» Exercise goal: Whenever a line below holds the word "unwrap", copy that line.

*** Opening Records to process ***

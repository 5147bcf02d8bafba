//! End-to-end codeword tests against hand-checked expected vectors.
use alloc::{vec, vec::Vec};

use pretty_assertions::assert_eq;

use super::{encode, encode_str, DataEncodingError};
use crate::symbol_size::{SymbolList, SymbolShape, SymbolSize};

fn enc(data: &[u8]) -> Vec<u8> {
    encode(data, &SymbolList::default()).unwrap().0
}

// ASCII mode

#[test]
fn test_ascii_digit_pairs() {
    assert_eq!(enc(b"123456"), vec![142, 164, 186]);
}

#[test]
fn test_ascii_digit_pairs_with_upper_shift() {
    assert_eq!(enc(b"123456\xa3"), vec![142, 164, 186, 235, 36]);
}

#[test]
fn test_ascii_mixed_content() {
    assert_eq!(
        enc(b"30Q324343430794<OQQ"),
        vec![160, 82, 162, 173, 173, 173, 137, 224, 61, 80, 82, 82]
    );
}

#[test]
fn test_ascii_single_letter() {
    assert_eq!(enc(b"A"), vec![66, 129, 70]);
}

#[test]
fn test_ascii_single_digit() {
    assert_eq!(enc(b"1"), vec![50, 129, 70]);
}

#[test]
fn test_ascii_single_extended() {
    assert_eq!(enc(b"\xa3"), vec![235, 36, 129]);
}

#[test]
fn test_ascii_even_digit_run() {
    // one codeword per digit pair, then pad
    assert_eq!(enc(b"12345678"), vec![142, 164, 186, 208, 129]);
}

#[test]
fn test_empty_message() {
    // smallest symbol, all pad
    assert_eq!(enc(b""), vec![129, 175, 70]);
}

// C40

#[test]
fn test_c40_run() {
    assert_eq!(enc(b"AIMAIMAIM"), vec![230, 91, 11, 91, 11, 91, 11, 254]);
}

#[test]
fn test_c40_with_upper_shift_tail() {
    // the look-ahead bails out to ASCII for the trailing extended byte
    assert_eq!(
        enc(b"AIMAIMAIM\xcb"),
        vec![230, 91, 11, 91, 11, 91, 11, 254, 235, 76]
    );
}

#[test]
fn test_c40_alternating_upper_digit() {
    assert_eq!(
        enc(b"A1B2C3D4E5F6G7H8I9J0K1L2"),
        vec![230, 88, 88, 40, 8, 107, 147, 59, 67, 126, 206, 78, 126, 144, 121, 35, 47, 254]
    );
}

#[test]
fn test_c40_end_of_data_backtracks_one() {
    // seven characters leave a lone value in the last triplet; the
    // seventh goes back to ASCII
    assert_eq!(enc(b"AIMAIMA"), vec![230, 91, 11, 91, 11, 254, 66, 129]);
}

#[test]
fn test_c40_end_of_data_backtracks_twice() {
    assert_eq!(enc(b"AIMAIMAB"), vec![230, 91, 11, 91, 11, 254, 66, 67]);
}

// TEXT

#[test]
fn test_text_run() {
    assert_eq!(enc(b"aimaimaim"), vec![239, 91, 11, 91, 11, 91, 11, 254]);
}

#[test]
fn test_text_run_with_punctuation_tail() {
    assert_eq!(
        enc(b"aimaimaim'"),
        vec![239, 91, 11, 91, 11, 91, 11, 254, 40, 129]
    );
}

#[test]
fn test_text_shift_and_triplet_padding() {
    // 'W' and '!' need shifts; the open triplet is padded with Shift 1
    // and the last character is re-routed through ASCII
    assert_eq!(
        enc(b"Hello World!"),
        vec![73, 239, 116, 130, 175, 123, 148, 64, 158, 233, 254, 34]
    );
}

// X12

#[test]
fn test_x12_run_with_ascii_tail() {
    assert_eq!(
        enc(b"ABC>ABC123>AB"),
        vec![238, 89, 233, 14, 192, 100, 207, 44, 31, 67]
    );
}

#[test]
fn test_x12_two_leftover_characters() {
    assert_eq!(
        enc(b"ABC>ABC123>ABC"),
        vec![238, 89, 233, 14, 192, 100, 207, 44, 31, 254, 67, 68]
    );
}

#[test]
fn test_x12_unlatch_with_symbol_space_left() {
    assert_eq!(
        enc(b"ABC>ABC123>ABCD"),
        vec![238, 89, 233, 14, 192, 100, 207, 44, 31, 96, 82, 254]
    );
}

#[test]
fn test_x12_implicit_unlatch_at_symbol_end() {
    // one character and one codeword left: no unlatch
    assert_eq!(
        enc(b"ABC>ABC123>ABCDE"),
        vec![238, 89, 233, 14, 192, 100, 207, 44, 31, 96, 82, 70]
    );
}

// EDIFACT

#[test]
fn test_edifact_run() {
    assert_eq!(
        enc(b".A.C1.3.DATA.123DATA.123DATA"),
        vec![
            240, 184, 27, 131, 198, 236, 238, 16, 21, 1, 187, 28, 179, 16, 21, 1, 187, 28, 179,
            16, 21, 1
        ]
    );
}

#[test]
fn test_edifact_one_leftover_value() {
    // the ninth character is re-routed through ASCII
    assert_eq!(
        enc(b".A.C1.3.X"),
        vec![240, 184, 27, 131, 198, 236, 238, 89]
    );
}

#[test]
fn test_edifact_partial_group_with_unlatch() {
    assert_eq!(
        enc(b".A.C1.3.X."),
        vec![240, 184, 27, 131, 198, 236, 238, 98, 231, 192]
    );
}

#[test]
fn test_edifact_three_leftover_values() {
    assert_eq!(
        enc(b".A.C1.3.X.X"),
        vec![240, 184, 27, 131, 198, 236, 238, 98, 230, 31]
    );
}

#[test]
fn test_edifact_implicit_unlatch_at_symbol_end() {
    assert_eq!(
        enc(b".A.C1.3.X.X2"),
        vec![240, 184, 27, 131, 198, 236, 238, 98, 230, 50]
    );
}

#[test]
fn test_edifact_ascii_tail_of_one() {
    assert_eq!(
        enc(b".A.C1.3.X.X2."),
        vec![240, 184, 27, 131, 198, 236, 238, 98, 230, 50, 47, 129]
    );
}

#[test]
fn test_edifact_ascii_tail_of_two() {
    assert_eq!(
        enc(b".A.C1.3.X.X2.."),
        vec![240, 184, 27, 131, 198, 236, 238, 98, 230, 50, 47, 47]
    );
}

// Base 256

#[test]
fn test_base256_fills_symbol() {
    // length field 0: the stretch runs to the end of the symbol
    assert_eq!(
        enc(b"\xab\xe4\xf6\xfc\xe9\xbb"),
        vec![231, 44, 108, 59, 226, 126, 1, 104]
    );
}

#[test]
fn test_base256_with_padding() {
    assert_eq!(
        enc(b"\xab\xe4\xf6\xfc\xe9\xe0\xbb"),
        vec![231, 51, 108, 59, 226, 126, 1, 141, 254, 129]
    );
}

#[test]
fn test_base256_fills_larger_symbol() {
    assert_eq!(
        enc(b"\xab\xe4\xf6\xfc\xe9\xe0\xe1\xbb"),
        vec![231, 44, 108, 59, 226, 126, 1, 141, 36, 147]
    );
}

#[test]
fn test_base256_with_ascii_tail() {
    assert_eq!(
        enc(b"\xab\xe4\xf6\xfc\xe9\xbb 234"),
        vec![231, 51, 108, 59, 226, 126, 1, 104, 99, 153, 53, 129]
    );
}

#[test]
fn test_base256_two_byte_length_field() {
    // 1555 data bytes need the largest symbol and the split length field
    let (codewords, symbol) = encode(&[0x80; 1555], &SymbolList::default()).unwrap();
    assert_eq!(symbol, SymbolSize::Square144);
    assert_eq!(codewords.len(), 1558);
    assert_eq!(codewords[0], 231);
    // 255 and 55 after whitening
    assert_eq!(codewords[1], 43);
    assert_eq!(codewords[2], 248);
}

#[test]
fn test_base256_length_field_zero_at_max_capacity() {
    // 1556 bytes still fit because the length field stays 0
    let (codewords, _) = encode(&[0x80; 1556], &SymbolList::default()).unwrap();
    assert_eq!(codewords.len(), 1558);
    assert_eq!(codewords[0], 231);
    assert_eq!(codewords[1], 44);
}

// Macro headers

#[test]
fn test_macro05() {
    assert_eq!(enc(b"[)>\x1E05\x1DA\x1E\x04"), vec![236, 66, 129]);
}

#[test]
fn test_macro06() {
    assert_eq!(
        enc(b"[)>\x1E06\x1D123456\x1E\x04"),
        vec![237, 142, 164, 186, 129]
    );
}

#[test]
fn test_macro_header_alone_is_plain_data() {
    // no trailer, no shorthand
    assert_eq!(
        enc(b"[)>\x1E05\x1D"),
        vec![92, 42, 63, 31, 135, 30, 129, 56]
    );
}

// Symbol constraints

#[test]
fn test_rectangle_symbols() {
    let rects = SymbolList::new(SymbolShape::Rectangle);
    let (codewords, symbol) = encode(b"AIMAI", &rects).unwrap();
    assert_eq!(codewords, vec![66, 74, 78, 66, 74]);
    assert_eq!(symbol, SymbolSize::Rect8x18);
}

#[test]
fn test_square_symbols() {
    let squares = SymbolList::new(SymbolShape::Square);
    let (codewords, symbol) = encode(b"AIMAI", &squares).unwrap();
    assert_eq!(codewords, vec![66, 74, 78, 66, 74]);
    assert_eq!(symbol, SymbolSize::Square12);
}

#[test]
fn test_min_size_forces_larger_symbol() {
    let list = SymbolList::default().with_min_size(12, 12);
    let (codewords, symbol) = encode(b"A", &list).unwrap();
    assert_eq!(codewords, vec![66, 129, 70, 220, 115]);
    assert_eq!(symbol, SymbolSize::Square12);
}

#[test]
fn test_empty_symbol_list() {
    let list = SymbolList::new(SymbolShape::Rectangle).with_min_size(20, 20);
    assert_eq!(
        encode(b"A", &list),
        Err(DataEncodingError::SymbolListEmpty)
    );
}

#[test]
fn test_data_too_long() {
    assert_eq!(
        encode(&[0x80; 1600], &SymbolList::default()),
        Err(DataEncodingError::NotEnoughSpace)
    );
}

// String front end

#[test]
fn test_encode_str_maps_to_latin1() {
    let symbols = SymbolList::default();
    assert_eq!(
        encode_str("ÄA", &symbols).unwrap().0,
        encode(b"\xC4A", &symbols).unwrap().0
    );
    assert_eq!(
        encode_str("€", &symbols),
        Err(DataEncodingError::UnsupportedCharacter('€'))
    );
}

// Universal properties

#[test]
fn test_output_always_fills_symbol() {
    let symbols = SymbolList::default();
    let inputs: &[&[u8]] = &[
        b"",
        b"1",
        b"Hello World!",
        b"AIMAIMAIM",
        b"aimaimaim",
        b"ABC>ABC123>ABCDE",
        b".A.C1.3.DATA.123DATA.123DATA",
        b"\xab\xe4\xf6\xfc\xe9\xbb 234",
        b"[)>\x1E05\x1DA\x1E\x04",
        b"30Q324343430794<OQQ",
    ];
    for input in inputs {
        let (codewords, symbol) = encode(input, &symbols).unwrap();
        assert_eq!(codewords.len(), symbol.num_data_codewords());
    }
}

#[test]
fn test_digit_pairs_use_numeric_range() {
    let (codewords, _) = encode(b"0123456789", &SymbolList::default()).unwrap();
    // five pairs, no padding: every codeword is in the 130..=229 band
    assert_eq!(codewords.len(), 5);
    assert!(codewords.iter().all(|cw| (130..=229).contains(cw)));
}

*** Closing Records to process ***

» Exercise result:
    encode(data, &SymbolList::default()).unwrap().0
    let (codewords, symbol) = encode(&[0x80; 1555], &SymbolList::default()).unwrap();
    let (codewords, _) = encode(&[0x80; 1556], &SymbolList::default()).unwrap();
    let (codewords, symbol) = encode(b"AIMAI", &rects).unwrap();
    let (codewords, symbol) = encode(b"AIMAI", &squares).unwrap();
    let (codewords, symbol) = encode(b"A", &list).unwrap();
        encode_str("ÄA", &symbols).unwrap().0,
        encode(b"\xC4A", &symbols).unwrap().0
        let (codewords, symbol) = encode(input, &symbols).unwrap();
    let (codewords, _) = encode(b"0123456789", &SymbolList::default()).unwrap();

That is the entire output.